**Task prompt:** The listing should be printed again without a single change.

**Entries shown:**
━━━━━━━━━━━━━━━━
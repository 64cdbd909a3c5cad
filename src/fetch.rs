// 🌐 Extraction client - one request per fiscal year, issued concurrently
//
// Fetching is parallel, merging is not: callers feed the returned responses
// to the session one at a time. Failed years come back as errors so the
// caller can retry just those.

use crate::config::ExtractionConfig;
use crate::error::{ReconError, Result};
use crate::wire::ExtractionResponse;
use tokio::task::JoinSet;
use tracing::{debug, warn};

#[derive(Clone)]
pub struct ExtractionClient {
    http: reqwest::Client,
    endpoint: String,
    token: Option<String>,
}

impl ExtractionClient {
    pub fn new(endpoint: impl Into<String>, token: Option<String>) -> Self {
        ExtractionClient {
            http: reqwest::Client::new(),
            endpoint: endpoint.into(),
            token,
        }
    }

    /// Endpoint from config, bearer token from the configured env variable
    pub fn from_config(config: &ExtractionConfig) -> Result<Self> {
        let endpoint = config
            .endpoint
            .clone()
            .ok_or_else(|| ReconError::Config("extraction.endpoint is not set".to_string()))?;
        let token = std::env::var(&config.token_env).ok();
        if token.is_none() {
            warn!(var = %config.token_env, "no bearer token in environment");
        }
        Ok(Self::new(endpoint, token))
    }

    pub fn endpoint(&self) -> &str {
        &self.endpoint
    }

    pub async fn fetch_year(&self, year: i32) -> Result<ExtractionResponse> {
        let mut request = self.http.get(&self.endpoint).query(&[("year", year)]);
        if let Some(token) = &self.token {
            request = request.bearer_auth(token);
        }

        let response = request.send().await?.error_for_status()?;
        let body = response.json::<ExtractionResponse>().await?;
        debug!(year, rows = body.rows.len(), "fetched extraction batch");
        Ok(body)
    }

    /// Fetch all years concurrently. Results come back sorted by year, one
    /// per requested year; a task that dies reports its year as an error.
    pub async fn fetch_years(&self, years: &[i32]) -> Vec<(i32, Result<ExtractionResponse>)> {
        let mut tasks = JoinSet::new();
        for &year in years {
            let client = self.clone();
            tasks.spawn(async move { (year, client.fetch_year(year).await) });
        }

        collect_years(years, tasks).await
    }
}

type YearResult = (i32, Result<ExtractionResponse>);

async fn collect_years(years: &[i32], mut tasks: JoinSet<YearResult>) -> Vec<YearResult> {
    let mut pending = years.to_vec();
    let mut aborted = Vec::new();
    let mut results = Vec::with_capacity(years.len());

    while let Some(joined) = tasks.join_next().await {
        match joined {
            Ok((year, result)) => {
                if let Err(e) = &result {
                    warn!(year, error = %e, "extraction fetch failed");
                }
                if let Some(pos) = pending.iter().position(|&y| y == year) {
                    pending.swap_remove(pos);
                }
                results.push((year, result));
            }
            Err(e) => {
                warn!(error = %e, "fetch task aborted");
                aborted.push(e.to_string());
            }
        }
    }

    // JoinError does not carry the year; whatever never reported is the
    // set of years whose task died
    for year in pending {
        let reason = aborted.pop().unwrap_or_else(|| "task lost".to_string());
        results.push((year, Err(ReconError::FetchAborted { year, reason })));
    }

    results.sort_by_key(|(year, _)| *year);
    results
}

#[cfg(test)]
mod tests {
    use super::*;

    #[test]
    fn test_from_config_requires_endpoint() {
        let err = ExtractionClient::from_config(&ExtractionConfig::default())
            .err()
            .unwrap();
        assert!(matches!(err, ReconError::Config(_)));
    }

    #[test]
    fn test_from_config() {
        let config = ExtractionConfig {
            endpoint: Some("https://extract.example/projection/pl".to_string()),
            token_env: "RECON_TEST_TOKEN_THAT_IS_NOT_SET".to_string(),
        };
        let client = ExtractionClient::from_config(&config).unwrap();
        assert_eq!(client.endpoint(), "https://extract.example/projection/pl");
        assert!(client.token.is_none());
    }

    #[tokio::test]
    async fn test_unreachable_years_are_reported() {
        // Port 9 (discard) on localhost: connection refused on test hosts
        let client = ExtractionClient::new("http://127.0.0.1:9/projection", None);
        let results = client.fetch_years(&[2024, 2023]).await;

        let years: Vec<i32> = results.iter().map(|(year, _)| *year).collect();
        assert_eq!(years, vec![2023, 2024]);
        assert!(results.iter().all(|(_, r)| r.is_err()));
    }

    async fn crashing_worker() -> YearResult {
        panic!("extraction worker crashed")
    }

    #[tokio::test]
    async fn test_panicked_task_reports_its_year() {
        let mut tasks: JoinSet<YearResult> = JoinSet::new();
        tasks.spawn(async { (2023, Ok(ExtractionResponse::default())) });
        tasks.spawn(crashing_worker());

        let results = collect_years(&[2023, 2024], tasks).await;

        assert_eq!(results.len(), 2);
        assert!(results[0].1.is_ok());
        assert_eq!(results[1].0, 2024);
        assert!(matches!(results[1].1, Err(ReconError::FetchAborted { year: 2024, .. })));
    }
}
━━━━━━━━━━━━━━━━
**Output for this task:**
repository 64cdbd909a3c5cad
filename src/fetch.rs
// 🌐 Extraction client - one request per fiscal year, issued concurrently
//
// Fetching is parallel, merging is not: callers feed the returned responses
// to the session one at a time. Failed years come back as errors so the
// caller can retry just those.

use crate::config::ExtractionConfig;
use crate::error::{ReconError, Result};
use crate::wire::ExtractionResponse;
use tokio::task::JoinSet;
use tracing::{debug, warn};

#[derive(Clone)]
pub struct ExtractionClient {
    http: reqwest::Client,
    endpoint: String,
    token: Option<String>,
}

impl ExtractionClient {
    pub fn new(endpoint: impl Into<String>, token: Option<String>) -> Self {
        ExtractionClient {
            http: reqwest::Client::new(),
            endpoint: endpoint.into(),
            token,
        }
    }

    /// Endpoint from config, bearer token from the configured env variable
    pub fn from_config(config: &ExtractionConfig) -> Result<Self> {
        let endpoint = config
            .endpoint
            .clone()
            .ok_or_else(|| ReconError::Config("extraction.endpoint is not set".to_string()))?;
        let token = std::env::var(&config.token_env).ok();
        if token.is_none() {
            warn!(var = %config.token_env, "no bearer token in environment");
        }
        Ok(Self::new(endpoint, token))
    }

    pub fn endpoint(&self) -> &str {
        &self.endpoint
    }

    pub async fn fetch_year(&self, year: i32) -> Result<ExtractionResponse> {
        let mut request = self.http.get(&self.endpoint).query(&[("year", year)]);
        if let Some(token) = &self.token {
            request = request.bearer_auth(token);
        }

        let response = request.send().await?.error_for_status()?;
        let body = response.json::<ExtractionResponse>().await?;
        debug!(year, rows = body.rows.len(), "fetched extraction batch");
        Ok(body)
    }

    /// Fetch all years concurrently. Results come back sorted by year, one
    /// per requested year; a task that dies reports its year as an error.
    pub async fn fetch_years(&self, years: &[i32]) -> Vec<(i32, Result<ExtractionResponse>)> {
        let mut tasks = JoinSet::new();
        for &year in years {
            let client = self.clone();
            tasks.spawn(async move { (year, client.fetch_year(year).await) });
        }

        collect_years(years, tasks).await
    }
}

type YearResult = (i32, Result<ExtractionResponse>);

async fn collect_years(years: &[i32], mut tasks: JoinSet<YearResult>) -> Vec<YearResult> {
    let mut pending = years.to_vec();
    let mut aborted = Vec::new();
    let mut results = Vec::with_capacity(years.len());

    while let Some(joined) = tasks.join_next().await {
        match joined {
            Ok((year, result)) => {
                if let Err(e) = &result {
                    warn!(year, error = %e, "extraction fetch failed");
                }
                if let Some(pos) = pending.iter().position(|&y| y == year) {
                    pending.swap_remove(pos);
                }
                results.push((year, result));
            }
            Err(e) => {
                warn!(error = %e, "fetch task aborted");
                aborted.push(e.to_string());
            }
        }
    }

    // JoinError does not carry the year; whatever never reported is the
    // set of years whose task died
    for year in pending {
        let reason = aborted.pop().unwrap_or_else(|| "task lost".to_string());
        results.push((year, Err(ReconError::FetchAborted { year, reason })));
    }

    results.sort_by_key(|(year, _)| *year);
    results
}

#[cfg(test)]
mod tests {
    use super::*;

    #[test]
    fn test_from_config_requires_endpoint() {
        let err = ExtractionClient::from_config(&ExtractionConfig::default())
            .err()
            .unwrap();
        assert!(matches!(err, ReconError::Config(_)));
    }

    #[test]
    fn test_from_config() {
        let config = ExtractionConfig {
            endpoint: Some("https://extract.example/projection/pl".to_string()),
            token_env: "RECON_TEST_TOKEN_THAT_IS_NOT_SET".to_string(),
        };
        let client = ExtractionClient::from_config(&config).unwrap();
        assert_eq!(client.endpoint(), "https://extract.example/projection/pl");
        assert!(client.token.is_none());
    }

    #[tokio::test]
    async fn test_unreachable_years_are_reported() {
        // Port 9 (discard) on localhost: connection refused on test hosts
        let client = ExtractionClient::new("http://127.0.0.1:9/projection", None);
        let results = client.fetch_years(&[2024, 2023]).await;

        let years: Vec<i32> = results.iter().map(|(year, _)| *year).collect();
        assert_eq!(years, vec![2023, 2024]);
        assert!(results.iter().all(|(_, r)| r.is_err()));
    }

    async fn crashing_worker() -> YearResult {
        panic!("extraction worker crashed")
    }

    #[tokio::test]
    async fn test_panicked_task_reports_its_year() {
        let mut tasks: JoinSet<YearResult> = JoinSet::new();
        tasks.spawn(async { (2023, Ok(ExtractionResponse::default())) });
        tasks.spawn(crashing_worker());

        let results = collect_years(&[2023, 2024], tasks).await;

        assert_eq!(results.len(), 2);
        assert!(results[0].1.is_ok());
        assert_eq!(results[1].0, 2024);
        assert!(matches!(results[1].1, Err(ReconError::FetchAborted { year: 2024, .. })));
    }
}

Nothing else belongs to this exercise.